The best of the Swiss Alps are reachable from a town you’ve never heard of! Here’s everything you need to do in Mürren.

Everything here is my own opinion and I received no compensation for this post. It also contains affiliate links. As an Amazon Associate, I earn from qualifying purchases. If you have any questions about this, just click here! All content copyright Where’s Emma Now 2012-2026.
If you want to see or experience some of the most iconic Alps in Switzerland, that means you’ll visit Mürren! So here are all the bits you’ll want to know before you go.

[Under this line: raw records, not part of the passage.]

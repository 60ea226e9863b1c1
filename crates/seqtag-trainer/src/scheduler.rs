//! Learning-rate reduction when the validation loss stops improving.

use crate::config::PlateauConfig;

/// `ReduceLROnPlateau` in `min` mode with a relative threshold.
#[derive(Debug, Clone)]
pub struct ReduceLrOnPlateau {
    config: PlateauConfig,
    best: f64,
    num_bad_epochs: usize,
}

impl ReduceLrOnPlateau {
    pub fn new(config: PlateauConfig) -> Self {
        Self {
            config,
            best: f64::INFINITY,
            num_bad_epochs: 0,
        }
    }

    /// Feed one epoch's metric. Returns the new learning rate when it should
    /// change, `None` otherwise.
    pub fn step(&mut self, metric: f64, current_lr: f64) -> Option<f64> {
        if metric < self.best * (1.0 - self.config.threshold) {
            self.best = metric;
            self.num_bad_epochs = 0;
        } else {
            self.num_bad_epochs += 1;
        }

        if self.num_bad_epochs <= self.config.patience {
            return None;
        }
        self.num_bad_epochs = 0;

        let reduced = (current_lr * self.config.factor).max(self.config.min_lr);
        (current_lr - reduced > self.config.eps).then_some(reduced)
    }

    pub fn best(&self) -> f64 {
        self.best
    }
}
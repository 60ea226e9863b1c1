/// Stops training once the monitored loss has not improved for `patience`
/// consecutive epochs.
#[derive(Debug, Clone)]
pub struct EarlyStopping {
    patience: usize,
    best: Option<f64>,
    counter: usize,
}

impl EarlyStopping {
    pub fn new(patience: usize) -> Self {
        Self {
            patience,
            best: None,
            counter: 0,
        }
    }

    /// Record one observation; returns `true` when training should stop.
    pub fn step(&mut self, value: f64) -> bool {
        match self.best {
            Some(best) if value >= best => {
                self.counter += 1;
                self.counter >= self.patience
            }
            _ => {
                self.best = Some(value);
                self.counter = 0;
                false
            }
        }
    }

    pub fn best(&self) -> Option<f64> {
        self.best
    }

    pub fn counter(&self) -> usize {
        self.counter
    }
}
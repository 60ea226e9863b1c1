//! BiLSTM emissions decoded by a linear-chain CRF.

use candle_core::Tensor;
use candle_nn::VarBuilder;

use crate::crf::layer::CrfLayer;
use crate::data::batch::Batch;
use crate::data::vocab::PAD_ID;
use crate::error::Result;
use crate::model::SequenceTagger;
use crate::model::encoder::EmissionNetwork;
use crate::model::hparams::HyperParameters;

#[derive(Debug, Clone)]
pub struct CrfModel {
    network: EmissionNetwork,
    crf: CrfLayer,
}

impl CrfModel {
    pub fn new(hparams: &HyperParameters, vb: VarBuilder) -> Result<Self> {
        Ok(Self {
            network: EmissionNetwork::new(hparams, vb.clone())?,
            crf: CrfLayer::new(hparams.num_classes, vb.pp("crf"))?,
        })
    }

    pub fn crf(&self) -> &CrfLayer {
        &self.crf
    }

    /// Per-sequence log-likelihood of `tags`, `[batch]`.
    pub fn log_probs(&self, inputs: &Tensor, tags: &Tensor, mask: &Tensor, train: bool) -> Result<Tensor> {
        let emissions = self.network.forward(inputs, train)?;
        self.crf.log_likelihood(&emissions, tags, mask)
    }

    /// Decode raw `[batch, seq_len]` ids, treating `<PAD>` as padding.
    pub fn predict(&self, inputs: &Tensor) -> Result<Vec<Vec<u32>>> {
        let lengths: Vec<usize> = inputs
            .to_vec2::<u32>()?
            .iter()
            .map(|row| row.iter().take_while(|&&id| id != PAD_ID).count())
            .collect();
        let emissions = self.network.forward(inputs, false)?;
        self.crf.decode(&emissions, &lengths)
    }
}

impl SequenceTagger for CrfModel {
    fn forward(&self, inputs: &Tensor, train: bool) -> Result<Tensor> {
        self.network.forward(inputs, train)
    }

    /// Negative mean log-likelihood over the batch.
    fn compute_loss(&self, batch: &Batch, train: bool) -> Result<Tensor> {
        let llh = self.log_probs(&batch.inputs, &batch.labels, &batch.mask, train)?;
        Ok(llh.mean_all()?.neg()?)
    }

    fn decode(&self, batch: &Batch) -> Result<Vec<Vec<u32>>> {
        let emissions = self.network.forward(&batch.inputs, false)?;
        self.crf.decode(&emissions, &batch.lengths)
    }
}
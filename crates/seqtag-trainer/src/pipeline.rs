//! End-to-end run: data → vocabularies → tagger → training → evaluation.

use std::fs;

use anyhow::{Context, Result};
use candle_core::Device;
use seqtag_core::data::load_pretrained_embeddings;
use seqtag_core::{DatasetParser, EncodingConfig, HyperParameters, Tagger, TsvDataset};
use serde::{Deserialize, Serialize};
use tracing::{info, warn};

use crate::config::RunConfig;
use crate::evaluator::{EvaluationReport, evaluate};
use crate::metrics::JsonlMetricsWriter;
use crate::trainer::{Trainer, TrainingReport};

/// Written next to the checkpoint at the end of a run.
#[derive(Debug, Clone, Serialize, Deserialize)]
pub struct RunReport {
    pub config: RunConfig,
    pub num_parameters: usize,
    pub training: TrainingReport,
    pub test: EvaluationReport,
}

pub fn select_device(use_gpu: bool) -> Result<Device> {
    if use_gpu {
        Ok(Device::cuda_if_available(0)?)
    } else {
        Ok(Device::Cpu)
    }
}

pub fn run_training(config: RunConfig) -> Result<RunReport> {
    config.validate()?;
    let device = select_device(config.use_gpu)?;
    if !device.is_cpu() {
        device.set_seed(config.seed)?;
    }
    info!(device = ?device, seed = config.seed, model = %config.model, "starting run");

    let train = TsvDataset::from_path(config.train_path())
        .with_context(|| format!("failed to load {}", config.train_path().display()))?;
    let dev = TsvDataset::from_path(config.dev_path())
        .with_context(|| format!("failed to load {}", config.dev_path().display()))?;
    let test = TsvDataset::from_path(config.test_path())
        .with_context(|| format!("failed to load {}", config.test_path().display()))?;

    let encoding = EncodingConfig::new(config.max_len, config.model.uses_boundary_markers())?;
    let mut parser = DatasetParser::new(encoding);
    let vocabularies = parser.build_vocabularies(&train).clone();
    let train_set = parser.encode(&train)?;
    let dev_set = parser.encode(&dev)?;
    let test_set = parser.encode(&test)?;
    info!(
        train = train_set.len(),
        dev = dev_set.len(),
        test = test_set.len(),
        "encoded datasets"
    );

    let embeddings = match config.embeddings_path() {
        Some(path) if path.exists() => Some(load_pretrained_embeddings(
            &path,
            &vocabularies.tokens,
            config.embedding_dim,
            config.seed,
            &device,
        )?),
        Some(path) => {
            warn!(path = %path.display(), "pretrained embeddings not found, training from scratch");
            None
        }
        None => None,
    };

    let mut hparams = HyperParameters::new(config.model, &vocabularies, embeddings, config.batch_size)?
        .with_encoder(config.hidden_dim, config.num_layers, config.bidirectional)
        .with_dropout(config.dropout);
    if hparams.embeddings.is_none() {
        hparams = hparams.with_embedding_dim(config.embedding_dim);
    }
    let model_name = hparams.model_name.clone();

    let tagger = Tagger::new(hparams, &device)?;
    info!("model summary\n{}", tagger.summary());
    let num_parameters = tagger.num_parameters();
    info!(num_parameters, "built {model_name}");

    let mut sink = JsonlMetricsWriter::create(config.metrics_path(&model_name))?;
    let mut trainer = Trainer::new(tagger, vocabularies.clone(), config.training_config(&model_name))?;
    let training = trainer.train(&train_set, &dev_set, &mut sink)?;

    let tagger = trainer.into_tagger();
    let test_report = evaluate(&tagger, &test_set, &vocabularies, config.batch_size)?;
    info!("test performance\n{test_report}");

    let report = RunReport {
        num_parameters,
        training,
        test: test_report,
        config,
    };
    let report_path = report.config.report_path(&model_name);
    if let Some(parent) = report_path.parent() {
        fs::create_dir_all(parent)?;
    }
    fs::write(&report_path, serde_json::to_vec_pretty(&report)?)
        .with_context(|| format!("failed to write {}", report_path.display()))?;
    info!(path = %report_path.display(), "wrote run report");

    Ok(report)
}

What to Do in Mürren, Switzerland
Wait, Where is Mürren?
Mürren is a small town up the Bernese highlands, part of the Swiss Alps. It’s great because of its access to so many alpine activities: you can ski right into town, see many of the most iconic Swiss Alp peaks, and it’s easily connected to bigger cities by public transport. That means it’s great for both day trips or weeklong ski jaunts!
How to Get to Mürren
Getting to Mürren isn’t hard! Head to Lauterbrunnen by train or car, and then take the Lauterbrunnen – Grütschalp cable car. That takes you up the mountain straight into a train station. Take the train all the way to Mürren (two stops). Your cable car ticket gets you onto the train as well.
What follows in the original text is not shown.